Ohio Boy Loses Foot, Part of Leg in Mower Accident

The mower driver became so choked with grief that his fiancee called for two ambulances


Lori Kurtzman, THE COLUMBUS DISPATCH | | Wednesday, November 7, 2012


COLUMBUS, Ohio -- The little boy loved taking rides on tractors and mowers. Maybe that's why he was standing there, in the worst possible place, where his neighbor couldn't see him.

Maybe Joe Joe just wanted a ride.

What happened that horrifying moment altered both of their lives. Four-year-old Joseph Loughry will never be the same. Neighbor Robin Coccia, the mower driver, became so choked with grief that his fiancee would call for two ambulances -- one for the boy and one for the man.

Through it all, 23-year-old Kate Loughry found a way to keep calm. She locked eyes with her son as they waited for the medical helicopter, his lower body mangled by the mower blade, the extent of his injuries as yet unknown.

Everything would be OK, she told him. She needed to believe that, too.

"You can't reassure a child if you're freaking out," she said later.

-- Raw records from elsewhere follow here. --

//! Quorum and approval arithmetic.
//!
//! Turnout is measured against total voting power; approval is measured
//! against votes cast. Both comparisons are inclusive.

use crate::params::{GovernanceParams, BPS_DENOMINATOR};

/// `floor(value * bps / 10_000)` without intermediate overflow.
pub fn apply_bps(value: u128, bps: u32) -> u128 {
    let denom = u128::from(BPS_DENOMINATOR);
    let bps = u128::from(bps);
    (value / denom) * bps + (value % denom) * bps / denom
}

/// Minimum votes cast for a binding outcome.
pub fn quorum(total_voting_power: u128, quorum_bps: u32) -> u128 {
    apply_bps(total_voting_power, quorum_bps)
}

/// Outcome of evaluating a tally against the thresholds.
#[derive(Clone, Copy, Debug, PartialEq, Eq)]
pub struct TallyResult {
    pub votes_cast: u128,
    pub quorum: u128,
    pub required_yes: u128,
    pub quorum_met: bool,
    pub approved: bool,
}

impl TallyResult {
    pub fn passed(&self) -> bool {
        self.quorum_met && self.approved
    }
}

/// Evaluate `yes`/`no` against `params` given the current total power.
pub fn evaluate(
    yes: u128,
    no: u128,
    total_voting_power: u128,
    params: &GovernanceParams,
) -> TallyResult {
    let votes_cast = yes.saturating_add(no);
    let quorum = quorum(total_voting_power, params.quorum_bps);
    let required_yes = apply_bps(votes_cast, params.approval_threshold_bps);
    TallyResult {
        votes_cast,
        quorum,
        required_yes,
        quorum_met: votes_cast >= quorum,
        approved: yes >= required_yes,
    }
}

Before all of this, before that Oct. 15 encounter in Licking County's Harrison Township, Joseph was just a little boy with a big smile and his mom's eyes. Tiny as he was, he played on a basketball team and could swing an adult softball bat. He spent hours coloring pictures.

"He's just an amazing, amazing child," said Sherry Lally, Coccia's girlfriend of 16 years.

Coccia and Lally had lived next door to Joseph's grandmother for 11 years, and the families were so close that they considered Joe Joe one of their own. Coccia, 43, and Joseph were particularly tight, Lally said. It was no surprise that the boy might have crossed the lawn to see his buddy.

"Whenever Robin is out on the mower, (Joseph) always goes for rides," said the boy's father, Ben Foley, 24. "That's what we think he was doing."

Loughry, who lives with Foley and their son in Blacklick, was visiting her mother that Monday on Cavalcade Lane in Harrison Township, near Pataskala. Joseph was playing outside. Sometime before 6 p.m., he stepped into Coccia's yard, where the neighbor was riding his lawnmower.

Coccia never saw him.

He put the tractor in reverse. Joseph was right behind. No one was more horrified than Coccia after he lifted the mower and saw what had happened. His call to 911 was so incoherent that the dispatcher ordered him to breathe.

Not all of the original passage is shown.